By Dhirendra Tripathi
Investing.com – Boohoo stock (LON:BOOH) slumped by almost 12% in London Thursday after the U.K.-based fast-fashion company sprang a surprise by revising its annual guidance lower.
The company behind young women-focused brand Nasty Gal is known to set stiff targets for itself and also meet them.
Boohoo blamed pandemic-related challenges and higher shipping and wage costs for its decision.
It now expects full-year sales to grow 20%-25% compared to the 25% growth it so far anticipated. Adjusted EBITDA margins are seen at 9.25% at the midpoint of the guidance range, compared to an earlier estimate of 9.75%.
In the six months ended August 31, Boohoo’s revenue rose 20% on-year to 975.9 million pounds ($1.30 billion).

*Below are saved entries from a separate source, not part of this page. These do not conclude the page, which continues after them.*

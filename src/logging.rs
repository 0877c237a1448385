//! Logging and tracing infrastructure for phishguard.
//!
//! This module provides structured logging using the tracing crate,
//! with support for different output formats and filtering.

use std::sync::Once;
use tracing::info;
use tracing_subscriber::{
    fmt::{self, format::FmtSpan},
    layer::SubscriberExt,
    util::SubscriberInitExt,
    EnvFilter,
};

static INIT: Once = Once::new();

/// Initialize the global tracing subscriber.
///
/// This should be called once at program startup.
/// Subsequent calls are ignored.
pub fn init_tracing() {
    INIT.call_once(|| {
        let env_filter =
            EnvFilter::try_from_default_env().unwrap_or_else(|_| EnvFilter::new("info"));

        let fmt_layer = fmt::layer()
            .with_span_events(FmtSpan::CLOSE)
            .with_target(true)
            .with_thread_ids(true)
            .with_thread_names(true)
            .with_file(true)
            .with_line_number(true);

        // another subscriber may already be installed
        let _ = tracing_subscriber::registry()
            .with(env_filter)
            .with(fmt_layer)
            .try_init();

        info!("phishguard tracing initialized");
    });
}

/// Initialize tracing with JSON output for structured logging.
pub fn init_tracing_json() {
    INIT.call_once(|| {
        let env_filter =
            EnvFilter::try_from_default_env().unwrap_or_else(|_| EnvFilter::new("info"));

        let fmt_layer = fmt::layer()
            .json()
            .with_span_events(FmtSpan::CLOSE)
            .with_target(true)
            .with_thread_ids(true)
            .with_thread_names(true)
            .with_file(true)
            .with_line_number(true)
            .with_current_span(true);

        let _ = tracing_subscriber::registry()
            .with(env_filter)
            .with(fmt_layer)
            .try_init();

        info!("phishguard tracing initialized (JSON mode)");
    });
}

/// Span around a scan-path operation. `debug` selects a debug-level span
/// for per-URL work; the default is info.
#[macro_export]
macro_rules! span_trace {
    (debug, $name:expr $(, $($field:tt)*)?) => {
        tracing::debug_span!($name $(, $($field)*)?)
    };
    ($name:expr $(, $($field:tt)*)?) => {
        tracing::info_span!($name $(, $($field)*)?)
    };
}
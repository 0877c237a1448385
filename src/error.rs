//! Error types for the phishguard scoring engine.
//!
//! Scoring itself is total and never fails; these errors only surface at the
//! loading boundaries (classifier artifacts, configuration files, intel feeds).

use thiserror::Error;

/// Main error type for phishguard operations.
#[derive(Debug, Error)]
pub enum PhishGuardError {
    /// URL could not be interpreted at all
    #[error("Invalid URL: {0}")]
    InvalidUrl(String),

    /// Classifier artifact is missing, unreadable or malformed
    #[error("Model artifact error: {0}")]
    ModelArtifact(String),

    /// Artifact vectors disagree with the feature projection
    #[error("Model shape mismatch: expected {expected} features, found {found}")]
    ModelShape { expected: usize, found: usize },

    /// Labeled training data is unusable
    #[error("Training error: {0}")]
    Training(String),

    /// Threat-intel feed could not be fetched or parsed
    #[error("Feed error: {0}")]
    Feed(String),

    /// Invalid configuration values
    #[error("Configuration error: {0}")]
    Config(String),

    /// File I/O errors
    #[error("I/O error: {0}")]
    Io(#[from] std::io::Error),

    /// Serialization/deserialization errors
    #[error("Serialization error: {0}")]
    Serialization(String),

    /// Generic internal error
    #[error("Internal error: {0}")]
    Internal(String),
}

impl From<serde_json::Error> for PhishGuardError {
    fn from(err: serde_json::Error) -> Self {
        PhishGuardError::Serialization(err.to_string())
    }
}

/// Result type alias for phishguard operations
pub type Result<T> = std::result::Result<T, PhishGuardError>;
use phishguard::config::*;
use phishguard::{PhishGuardError, PhishingDetector, RuleId, ThreatIntelStore};
use std::io::Write;
use std::sync::Arc;
use tempfile::NamedTempFile;

#[test]
fn test_scan_config_defaults() {
    let config = ScanConfig::default();

    assert_eq!(config.extractor.max_url_length, 8192);
    assert_eq!(config.rules.tiers.critical.base, 0.85);
    assert_eq!(config.rules.tiers.high.cap, 0.85);
    assert_eq!(config.rules.mixed_severity_bonus, 0.10);
    assert_eq!(config.classifier.legit_dampening, 0.1);
    assert_eq!(config.classifier.legit_cap, 0.15);
    assert_eq!(config.classifier.bootstrap.seed, 42);
    assert_eq!(config.semantic.primary_weight, 0.7);
    assert_eq!(config.ensemble.rule_weight, 0.35);
    assert_eq!(config.ensemble.ml_weight, 0.25);
    assert_eq!(config.ensemble.semantic_weight, 0.40);
    assert!(config.intel.seed_default_whitelist);
}

#[test]
fn test_severity_cutoff_defaults() {
    let cutoffs = SeverityCutoffs::default();

    assert_eq!(cutoffs.critical, 0.8);
    assert_eq!(cutoffs.high, 0.6);
    assert_eq!(cutoffs.medium, 0.4);
    assert_eq!(cutoffs.low, 0.2);
}

#[test]
fn test_load_from_file() {
    let mut file = NamedTempFile::new().unwrap();
    write!(
        file,
        r#"{{
            "rules": {{ "disabled": ["UrlShortener", "MissingHttps"] }},
            "ensemble": {{ "rule_weight": 0.5, "ml_weight": 0.2, "semantic_weight": 0.3 }},
            "intel": {{ "seed_default_whitelist": false }}
        }}"#
    )
    .unwrap();

    let config = ScanConfig::from_path(file.path()).unwrap();
    assert_eq!(config.rules.disabled, vec![RuleId::UrlShortener, RuleId::MissingHttps]);
    assert_eq!(config.ensemble.rule_weight, 0.5);
    assert_eq!(config.ensemble.critical_floor, 0.85);
    assert!(!config.intel.seed_default_whitelist);

    let detector = PhishingDetector::new(config, Arc::new(ThreatIntelStore::new())).unwrap();
    assert!(!detector
        .rules()
        .rules()
        .iter()
        .any(|r| r.id == RuleId::UrlShortener));
}

#[test]
fn test_invalid_files_are_config_or_serialization_errors() {
    let mut bad_weights = NamedTempFile::new().unwrap();
    write!(bad_weights, r#"{{"ensemble": {{"semantic_weight": 0.9}}}}"#).unwrap();
    assert!(matches!(
        ScanConfig::from_path(bad_weights.path()),
        Err(PhishGuardError::Config(_))
    ));

    let mut bad_range = NamedTempFile::new().unwrap();
    write!(bad_range, r#"{{"classifier": {{"threshold": 1.5}}}}"#).unwrap();
    assert!(matches!(
        ScanConfig::from_path(bad_range.path()),
        Err(PhishGuardError::Config(_))
    ));

    let mut not_json = NamedTempFile::new().unwrap();
    write!(not_json, "rule_weight = 0.5").unwrap();
    assert!(matches!(
        ScanConfig::from_path(not_json.path()),
        Err(PhishGuardError::Serialization(_))
    ));

    assert!(matches!(
        ScanConfig::from_path("/no/such/config.json"),
        Err(PhishGuardError::Io(_))
    ));
}

#[test]
fn test_feed_path_seeds_blacklist() {
    let mut feed = NamedTempFile::new().unwrap();
    writeln!(feed, "# test feed\nevil.example\nworse.example").unwrap();

    let config = IntelConfig {
        seed_default_whitelist: false,
        feed_path: Some(feed.path().to_path_buf()),
    };
    let store = ThreatIntelStore::from_config(&config);
    assert_eq!(store.stats().blacklist_count, 2);
    assert_eq!(store.stats().whitelist_count, 0);
    assert!(store.stats().last_update.is_some());
}

#[test]
fn test_config_round_trip() {
    let mut config = ScanConfig::default();
    config.semantic.token_weight = 0.25;
    config.rules.disabled.push(RuleId::LongUrl);

    let json = serde_json::to_string_pretty(&config).unwrap();
    let back = ScanConfig::from_json_str(&json).unwrap();
    assert_eq!(back, config);
}
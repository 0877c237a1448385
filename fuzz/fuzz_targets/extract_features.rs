#![no_main]
use libfuzzer_sys::fuzz_target;

fuzz_target!(|data: &[u8]| {
    let text = String::from_utf8_lossy(data);
    let features = phishguard::extract(&text);
    assert!(features.entropy.is_finite());
    assert!(features.url_length <= 8192);
    let _ = features.numeric_vector();
});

Gross margin eroded by 40 basis points to 54.6% as the company had to spend more on marketing and shipping to overcome pandemic-induced tightness in the freight market.
The company said consumer demand, which improved through August, was keeping its momentum in September as well.
Boohoo’s results compare to 9% growth in third-quarter sales at much-bigger rival H&M (ST:HMb). The Swedish retailing giant benefited from straddling both online and offline platforms. Online sales rose 22%.
H&M said the new autumn collections have been well received and September sales were better than previous year but also warned that it was being held back by supply chain challenges.